Consider the set $A = \{a, b \}$. Then we have that:

(2)
\begin{align} \quad A \cap \{ a \} & = \{ a \} \neq \emptyset \\ \quad A \cap \{ b \} &= \{ b \} \neq \emptyset \\ \quad A \cap \{a, b \} &= \{ a, b \} \neq \emptyset \\ \quad A \cap \{a, b, c \} &= \{a, b \} \neq \emptyset \\ \quad A \cap X &= \{a, b \} \neq \emptyset \end{align}

Therefore $A$ is a countable and dense subset of $X$, so $(X, \tau)$ is a separable topological space.

## Example 3

Prove that if $X$ is a finite set and $\tau$ is the discrete topology on $X$ then $(X, \tau)$ is a separable topological space.

Let $X$ be a finite set with $n$ elements. Then $X = \{ a_1, a_2, ..., a_n \}$. If $\tau$ is the discrete topology on $X$ then $\tau = \mathcal P(X)$. Clearly every subset of $X$ is countable since $X$ is a finite set, so we only need to find a dense subset of $X$.

Take $A = X$. Then for all $U \in \tau \setminus \{ \emptyset \}$ we have that $U \subseteq A$. So $A \cap U \neq \emptyset$. Hence $A$ is a countable and dense subset of $X$ so $(X, \tau)$ is a separable topological space.

## Example 4

Prove that if $X$ is a countable set and $\tau$ is the discrete topology on $X$ then $(X, \tau)$ is a separable topological space.

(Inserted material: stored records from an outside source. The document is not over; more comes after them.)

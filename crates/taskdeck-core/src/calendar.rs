//! Month-grid construction and per-date task lookup.
//!
//! Months are 0-based (0 = January) throughout this module, matching
//! the grid's rendering contract; out-of-range months carry into the
//! following years.

use chrono::{Datelike, NaiveDate};
use serde::{Deserialize, Serialize};

use crate::task::Task;

pub const MONTH_NAMES: [&str; 12] = [
    "January",
    "February",
    "March",
    "April",
    "May",
    "June",
    "July",
    "August",
    "September",
    "October",
    "November",
    "December",
];

pub const DAY_NAMES: [&str; 7] = ["Sun", "Mon", "Tue", "Wed", "Thu", "Fri", "Sat"];

/// 6 rows x 7 columns.
pub const GRID_CELLS: usize = 42;

/// One cell of the month grid. Ephemeral; identity is its position in
/// the returned sequence.
#[derive(Debug, Clone, Copy, PartialEq, Eq, Serialize, Deserialize)]
pub struct CalendarDay {
    pub day: u32,
    pub current_month: bool,
}

fn normalize(year: i32, month: u32) -> (i32, u32) {
    (year + (month / 12) as i32, month % 12)
}

fn days_in_month(year: i32, month: u32) -> u32 {
    let (next_year, next_month) = if month == 11 {
        (year + 1, 0)
    } else {
        (year, month + 1)
    };
    NaiveDate::from_ymd_opt(next_year, next_month + 1, 1)
        .and_then(|d| d.pred_opt())
        .map(|d| d.day())
        .unwrap_or(30)
}

/// Build the 42-cell grid for a month.
///
/// Leading cells show the tail of the previous month, trailing cells
/// count up from 1 into the next month; both are marked
/// `current_month: false`. Weeks start on Sunday.
pub fn calendar_days(year: i32, month: u32) -> Vec<CalendarDay> {
    let (year, month) = normalize(year, month);
    let start_pad = NaiveDate::from_ymd_opt(year, month + 1, 1)
        .map(|d| d.weekday().num_days_from_sunday())
        .unwrap_or(0);
    let total_days = days_in_month(year, month);
    let (prev_year, prev_month) = if month == 0 {
        (year - 1, 11)
    } else {
        (year, month - 1)
    };
    let prev_last_day = days_in_month(prev_year, prev_month);

    let mut days = Vec::with_capacity(GRID_CELLS);
    for offset in (0..start_pad).rev() {
        days.push(CalendarDay {
            day: prev_last_day - offset,
            current_month: false,
        });
    }
    for day in 1..=total_days {
        days.push(CalendarDay {
            day,
            current_month: true,
        });
    }
    let remaining = (GRID_CELLS - days.len()) as u32;
    for day in 1..=remaining {
        days.push(CalendarDay {
            day,
            current_month: false,
        });
    }
    days
}

/// Tasks whose deadline string equals the zero-padded `YYYY-MM-DD` for
/// the given date. Month is 0-based. Deadlines carrying a time suffix
/// never match a date-only query.
pub fn tasks_for_date(tasks: &[Task], year: i32, month: u32, day: u32) -> Vec<&Task> {
    let date_str = format!("{}-{:02}-{:02}", year, month + 1, day);
    tasks
        .iter()
        .filter(|task| task.deadline.as_deref() == Some(date_str.as_str()))
        .collect()
}

#[cfg(test)]
mod tests {
    use super::*;
    use chrono::{TimeZone, Utc};
    use proptest::prelude::*;

    fn make_task(deadline: Option<&str>) -> Task {
        Task {
            id: "t-1".to_string(),
            name: "Test task".to_string(),
            project: "other".to_string(),
            importance: 3,
            length: 3,
            difficulty: 3,
            created_at: Utc.with_ymd_and_hms(2024, 3, 1, 0, 0, 0).unwrap(),
            deadline: deadline.map(String::from),
        }
    }

    #[test]
    fn february_leap_year_layout() {
        // Feb 2024: 29 days, starts on a Thursday.
        let days = calendar_days(2024, 1);
        assert_eq!(days.len(), GRID_CELLS);

        let leading: Vec<_> = days.iter().take_while(|d| !d.current_month).collect();
        assert_eq!(leading.len(), 4);
        // Tail of January, in ascending order.
        assert_eq!(
            leading.iter().map(|d| d.day).collect::<Vec<_>>(),
            vec![28, 29, 30, 31]
        );

        let current = days.iter().filter(|d| d.current_month).count();
        assert_eq!(current, 29);

        let trailing: Vec<_> = days.iter().skip(4 + 29).collect();
        assert_eq!(trailing.len(), 9);
        assert_eq!(trailing[0].day, 1);
        assert_eq!(trailing[8].day, 9);
        assert!(trailing.iter().all(|d| !d.current_month));
    }

    #[test]
    fn month_overflow_carries_into_next_year() {
        assert_eq!(calendar_days(2024, 12), calendar_days(2025, 0));
    }

    #[test]
    fn current_month_cells_match_month_length() {
        let june = calendar_days(2024, 5);
        assert_eq!(june.iter().filter(|d| d.current_month).count(), 30);
        let february_common = calendar_days(2023, 1);
        assert_eq!(
            february_common.iter().filter(|d| d.current_month).count(),
            28
        );
    }

    proptest! {
        #[test]
        fn grid_is_always_42_cells(year in 1600i32..=3000, month in 0u32..12) {
            prop_assert_eq!(calendar_days(year, month).len(), GRID_CELLS);
        }

        #[test]
        fn current_cells_are_contiguous(year in 1600i32..=3000, month in 0u32..12) {
            let days = calendar_days(year, month);
            let first = days.iter().position(|d| d.current_month).unwrap();
            let last = days.iter().rposition(|d| d.current_month).unwrap();
            prop_assert!(days[first..=last].iter().all(|d| d.current_month));
            prop_assert_eq!(days[first].day, 1);
        }
    }

    #[test]
    fn tasks_for_date_uses_exact_string_equality() {
        let tasks = vec![
            make_task(Some("2024-03-15")),
            make_task(Some("2024-03-15T09:00")),
            make_task(Some("2024-03-16")),
            make_task(None),
        ];

        let matches = tasks_for_date(&tasks, 2024, 2, 15);
        // The date-time deadline does not match the date-only query.
        assert_eq!(matches.len(), 1);
        assert_eq!(matches[0].deadline.as_deref(), Some("2024-03-15"));
    }

    #[test]
    fn tasks_for_date_zero_pads() {
        let tasks = vec![make_task(Some("2024-04-05"))];
        assert_eq!(tasks_for_date(&tasks, 2024, 3, 5).len(), 1);
        assert!(tasks_for_date(&tasks, 2024, 3, 6).is_empty());
    }
}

If $X$ is countable then $X$ is either finite or countably infinite. Example 3 shows that if $X$ is finite and $\tau$ is the discrete topology on $X$ then $(X, \tau)$ is a separable topological space. We will now show that if $X$ is countably infinite then $(X, \tau)$ is also a separable topological space.

If $X$ is countably infinite then:

(3)
\begin{align} \quad X = \{ a_1, a_2, ... \} \end{align}

If we let $A = X$ then every $U \in \tau \setminus \{ \emptyset \}$ is such that $U \subseteq A$ so $A \cap U \neq \emptyset$. Therefore $A$ is a countable (and dense) subset of $X$, so $(X, \tau)$ is separable.